**TASK DIRECTIONS**
Each line below that includes "into" counts once; report the total and nothing more.

[[ MATERIAL FOR THIS TASK open ]]

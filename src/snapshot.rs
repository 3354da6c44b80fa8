use base64::Engine;
use thiserror::Error;
use tracing::info;

use crate::media::VideoFrame;
use crate::recorder::Blob;

pub const SNAPSHOT_MEDIA_TYPE: &str = "image/png";

#[derive(Debug, Error)]
pub enum SnapshotError {
    #[error("no video frame available")]
    NoFrame,
    #[error("frame has zero size ({width}x{height})")]
    EmptyFrame { width: u32, height: u32 },
    #[error("frame buffer is {actual} bytes, expected {expected}")]
    BufferMismatch { expected: usize, actual: usize },
    #[error("failed to encode PNG: {0}")]
    Encode(#[from] png::EncodingError),
}

/// A single still image taken from the live preview
#[derive(Debug, Clone)]
pub struct Snapshot {
    pub blob: Blob,
    pub width: u32,
    pub height: u32,
}

impl Snapshot {
    /// Inline preview URL for the encoded image
    pub fn data_url(&self) -> String {
        format!(
            "data:{};base64,{}",
            self.blob.media_type,
            base64::engine::general_purpose::STANDARD.encode(&self.blob.bytes)
        )
    }
}

/// Offscreen RGBA raster the frame is drawn into before encoding
struct Canvas {
    width: u32,
    height: u32,
    pixels: Vec<u8>,
}

impl Canvas {
    fn new(width: u32, height: u32) -> Self {
        Self {
            width,
            height,
            pixels: vec![0; width as usize * height as usize * 4],
        }
    }

    fn draw_frame(&mut self, frame: &VideoFrame) {
        let row = self.width as usize * 4;
        let src_row = frame.width as usize * 4;
        let rows = self.height.min(frame.height) as usize;
        let cols = row.min(src_row);

        for y in 0..rows {
            self.pixels[y * row..y * row + cols]
                .copy_from_slice(&frame.rgba[y * src_row..y * src_row + cols]);
        }
    }

    fn to_png(&self) -> Result<Vec<u8>, SnapshotError> {
        let mut out = Vec::new();
        {
            let mut encoder = png::Encoder::new(&mut out, self.width, self.height);
            encoder.set_color(png::ColorType::Rgba);
            encoder.set_depth(png::BitDepth::Eight);
            let mut writer = encoder.write_header()?;
            writer.write_image_data(&self.pixels)?;
            writer.finish()?;
        }
        Ok(out)
    }
}

/// Draw `frame` into a canvas of its rendered size and encode it as PNG
pub fn take_snapshot(frame: &VideoFrame) -> Result<Snapshot, SnapshotError> {
    if frame.width == 0 || frame.height == 0 {
        return Err(SnapshotError::EmptyFrame {
            width: frame.width,
            height: frame.height,
        });
    }

    let expected = frame.width as usize * frame.height as usize * 4;
    if frame.rgba.len() != expected {
        return Err(SnapshotError::BufferMismatch {
            expected,
            actual: frame.rgba.len(),
        });
    }

    let mut canvas = Canvas::new(frame.width, frame.height);
    canvas.draw_frame(frame);
    let png = canvas.to_png()?;

    info!(
        "Snapshot captured: {}x{} ({} bytes)",
        canvas.width,
        canvas.height,
        png.len()
    );

    Ok(Snapshot {
        blob: Blob::new(png, SNAPSHOT_MEDIA_TYPE),
        width: canvas.width,
        height: canvas.height,
    })
}
use super::handlers;
use super::state::AppState;
use axum::{
    routing::{get, post},
    Router,
};
use tower_http::trace::TraceLayer;

/// Create the HTTP router with all routes
pub fn create_router(state: AppState) -> Router {
    Router::new()
        // Health check
        .route("/health", get(handlers::health_check))
        // Session
        .route("/session/status", get(handlers::get_status))
        .route("/session/mode", post(handlers::select_mode))
        .route("/session/reset", post(handlers::reset_session))
        // Capture
        .route("/capture/start", post(handlers::start_capture))
        .route("/capture/toggle", post(handlers::toggle_camera))
        // Recording
        .route("/record/start", post(handlers::start_recording))
        .route("/record/stop", post(handlers::stop_recording))
        .route("/snapshot", post(handlers::take_snapshot))
        // Add tracing middleware for request logging
        .layer(TraceLayer::new_for_http())
        .with_state(state)
}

[[ MATERIAL FOR THIS TASK closed ]]

**RESULT OF THIS TASK**
2